Dataset entries
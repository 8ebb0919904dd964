//! In-memory doubles for the console's two external collaborators.
//!
//! `ScriptedAuthority` stands in for the remote authority: it applies
//! mutation envelopes to its own topology so dispatch-then-refresh
//! round-trips behave like the real thing, and any endpoint can be made
//! to fail. `RecordingSurface` captures every render call for
//! assertions.

// Not every test crate uses every helper here.
#![allow(dead_code)]

use std::collections::VecDeque;
use std::sync::{Arc, Mutex};

use async_trait::async_trait;

use amp_console::proto::{Action, Asset, AssetCud, MappingCud, Sector, Signal};
use amp_console::{
    AlertLevel, ApiOp, ApiSubject, Authority, ConsoleError, Envelope, RenderSurface, Result,
    SessionStatus, Topology,
};

/// Route the console's tracing output into the test harness. Handy
/// when a flow test fails and the transition log tells the story.
pub fn init_tracing() {
    let _ = tracing_subscriber::fmt().with_test_writer().try_init();
}

#[derive(Default)]
struct AuthorityState {
    status: SessionStatus,
    queued_statuses: VecDeque<SessionStatus>,
    topology: Topology,
    files: Vec<String>,
    mutations: Vec<Envelope>,
    session_calls: usize,
    fail_session: bool,
    fail_topology: bool,
    fail_files: bool,
    fail_mutation: bool,
}

/// Scriptable in-memory authority.
#[derive(Default)]
pub struct ScriptedAuthority {
    state: Mutex<AuthorityState>,
}

impl ScriptedAuthority {
    pub fn new() -> Arc<Self> {
        let authority = Arc::new(Self::default());
        authority.set_status(SessionStatus {
            session: "s-1".into(),
            user: "operator".into(),
            version: "1.2.3".into(),
        });
        authority
    }

    pub fn set_status(&self, status: SessionStatus) {
        self.state.lock().unwrap().status = status;
    }

    /// Queue a one-shot status served before the standing one.
    pub fn queue_status(&self, status: SessionStatus) {
        self.state.lock().unwrap().queued_statuses.push_back(status);
    }

    pub fn set_topology(&self, topology: Topology) {
        self.state.lock().unwrap().topology = topology;
    }

    pub fn set_files(&self, files: Vec<String>) {
        self.state.lock().unwrap().files = files;
    }

    pub fn fail_session(&self, fail: bool) {
        self.state.lock().unwrap().fail_session = fail;
    }

    pub fn fail_topology(&self, fail: bool) {
        self.state.lock().unwrap().fail_topology = fail;
    }

    pub fn fail_files(&self, fail: bool) {
        self.state.lock().unwrap().fail_files = fail;
    }

    pub fn fail_mutation(&self, fail: bool) {
        self.state.lock().unwrap().fail_mutation = fail;
    }

    pub fn mutations(&self) -> Vec<Envelope> {
        self.state.lock().unwrap().mutations.clone()
    }

    pub fn session_calls(&self) -> usize {
        self.state.lock().unwrap().session_calls
    }

    fn apply(state: &mut AuthorityState, envelope: &Envelope) -> Result<()> {
        let topo = &mut state.topology;
        match (envelope.op, envelope.subject) {
            (ApiOp::Add, ApiSubject::Sector) => {
                let sector: Sector = serde_json::from_str(&envelope.data)?;
                topo.sectors.push(sector);
            }
            (ApiOp::Del, ApiSubject::Sector) => {
                topo.sectors.retain(|s| s.header.name != envelope.data);
            }
            (ApiOp::Add, ApiSubject::Asset) => {
                let cud: AssetCud = serde_json::from_str(&envelope.data)?;
                let sector = topo
                    .sectors
                    .iter_mut()
                    .find(|s| s.header.name == cud.sector)
                    .ok_or_else(|| ConsoleError::logic("no such sector"))?;
                sector.assets.push(cud.asset);
            }
            (ApiOp::Del, ApiSubject::Asset) => {
                let cud: AssetCud = serde_json::from_str(&envelope.data)?;
                let sector = topo
                    .sectors
                    .iter_mut()
                    .find(|s| s.header.name == cud.sector)
                    .ok_or_else(|| ConsoleError::logic("no such sector"))?;
                sector
                    .assets
                    .retain(|a| a.header.name != cud.asset.header.name);
            }
            (ApiOp::Add, ApiSubject::Signal) => {
                let signal: Signal = serde_json::from_str(&envelope.data)?;
                topo.signals.push(signal);
            }
            (ApiOp::Del, ApiSubject::Signal) => {
                topo.signals.retain(|s| s.header.name != envelope.data);
            }
            (ApiOp::Add, ApiSubject::Action) => {
                let action: Action = serde_json::from_str(&envelope.data)?;
                topo.actions.push(action);
            }
            (ApiOp::Del, ApiSubject::Action) => {
                topo.actions.retain(|a| a.header.name != envelope.data);
            }
            (ApiOp::Add, ApiSubject::Mapping) => {
                let cud: MappingCud = serde_json::from_str(&envelope.data)?;
                topo.signal_map.insert(cud.signal, cud.actions);
            }
            (ApiOp::Del, ApiSubject::Mapping) => {
                topo.signal_map.remove(&envelope.data);
            }
            (_, ApiSubject::Topo) => {
                return Err(ConsoleError::logic("topology is not mutable as a subject"));
            }
        }
        Ok(())
    }
}

#[async_trait]
impl Authority for ScriptedAuthority {
    async fn session_status(&self) -> Result<SessionStatus> {
        let mut state = self.state.lock().unwrap();
        state.session_calls += 1;
        if state.fail_session {
            return Err(ConsoleError::transport("session endpoint down"));
        }
        if let Some(status) = state.queued_statuses.pop_front() {
            return Ok(status);
        }
        Ok(state.status.clone())
    }

    async fn fetch_topology(&self) -> Result<Topology> {
        let state = self.state.lock().unwrap();
        if state.fail_topology {
            return Err(ConsoleError::transport("topology endpoint down"));
        }
        Ok(state.topology.clone())
    }

    async fn action_files(&self) -> Result<Vec<String>> {
        let state = self.state.lock().unwrap();
        if state.fail_files {
            return Err(ConsoleError::transport("actions endpoint down"));
        }
        Ok(state.files.clone())
    }

    async fn mutate(&self, envelope: &Envelope) -> Result<()> {
        let mut state = self.state.lock().unwrap();
        state.mutations.push(envelope.clone());
        if state.fail_mutation {
            return Err(ConsoleError::transport("mutation rejected"));
        }
        Self::apply(&mut state, envelope)
    }
}

/// Everything a surface can be asked to do, in call order.
#[derive(Debug, Clone, PartialEq)]
pub enum SurfaceEvent {
    ClearAlerts,
    Alert(AlertLevel, String),
    Identity(String, String),
    ClearContent,
    Table {
        title: String,
        headers: Vec<String>,
        rows: Vec<Vec<String>>,
    },
}

/// Render surface that records every call.
#[derive(Default, Clone)]
pub struct RecordingSurface {
    events: Arc<Mutex<Vec<SurfaceEvent>>>,
}

impl RecordingSurface {
    pub fn new() -> Self {
        Self::default()
    }

    pub fn events(&self) -> Vec<SurfaceEvent> {
        self.events.lock().unwrap().clone()
    }

    pub fn reset(&self) {
        self.events.lock().unwrap().clear();
    }

    /// Alerts rendered since the most recent alert-region clear.
    pub fn visible_alerts(&self) -> Vec<(AlertLevel, String)> {
        let events = self.events.lock().unwrap();
        let start = events
            .iter()
            .rposition(|e| *e == SurfaceEvent::ClearAlerts)
            .map(|i| i + 1)
            .unwrap_or(0);
        events[start..]
            .iter()
            .filter_map(|e| match e {
                SurfaceEvent::Alert(level, message) => Some((*level, message.clone())),
                _ => None,
            })
            .collect()
    }

    /// Tables rendered since the most recent content clear.
    pub fn visible_tables(&self) -> Vec<SurfaceEvent> {
        let events = self.events.lock().unwrap();
        let start = events
            .iter()
            .rposition(|e| *e == SurfaceEvent::ClearContent)
            .map(|i| i + 1)
            .unwrap_or(0);
        events[start..]
            .iter()
            .filter(|e| matches!(e, SurfaceEvent::Table { .. }))
            .cloned()
            .collect()
    }

    pub fn count(&self, matcher: impl Fn(&SurfaceEvent) -> bool) -> usize {
        self.events.lock().unwrap().iter().filter(|e| matcher(e)).count()
    }
}

impl RenderSurface for RecordingSurface {
    fn clear_alerts(&mut self) {
        self.events.lock().unwrap().push(SurfaceEvent::ClearAlerts);
    }

    fn show_alert(&mut self, level: AlertLevel, message: &str) {
        self.events
            .lock()
            .unwrap()
            .push(SurfaceEvent::Alert(level, message.to_string()));
    }

    fn show_identity(&mut self, user: &str, version: &str) {
        self.events
            .lock()
            .unwrap()
            .push(SurfaceEvent::Identity(user.to_string(), version.to_string()));
    }

    fn clear_content(&mut self) {
        self.events.lock().unwrap().push(SurfaceEvent::ClearContent);
    }

    fn show_table(&mut self, title: &str, headers: &[&str], rows: &[Vec<String>]) {
        self.events.lock().unwrap().push(SurfaceEvent::Table {
            title: title.to_string(),
            headers: headers.iter().map(|h| h.to_string()).collect(),
            rows: rows.to_vec(),
        });
    }
}

/// A small topology with one sector, one asset, a signal, and a bound
/// action.
pub fn seed_topology() -> Topology {
    use amp_console::proto::Header;

    let mut topo = Topology::default();
    topo.sectors.push(Sector {
        header: Header::new("greenhouse", "north lot"),
        assets: vec![Asset {
            header: Header::new("pump-1", "drip line"),
        }],
    });
    topo.sectors.push(Sector {
        header: Header::new("barn", "east lot"),
        assets: Vec::new(),
    });
    topo.signals.push(Signal {
        header: Header::new("overheat", "roof sensor"),
        trigger: Default::default(),
    });
    topo.actions.push(Action {
        header: Header::new("vent", "open roof vents"),
        kind: Default::default(),
        info: String::new(),
    });
    topo.signal_map
        .insert("overheat".to_string(), vec!["vent".to_string()]);
    topo
}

> [What is needed]:
Return all lines from the data above with "mutations" in them.

> [Completed exercise]:
    mutations: Vec<Envelope>,
    pub fn mutations(&self) -> Vec<Envelope> {
        self.state.lock().unwrap().mutations.clone()
        state.mutations.push(envelope.clone());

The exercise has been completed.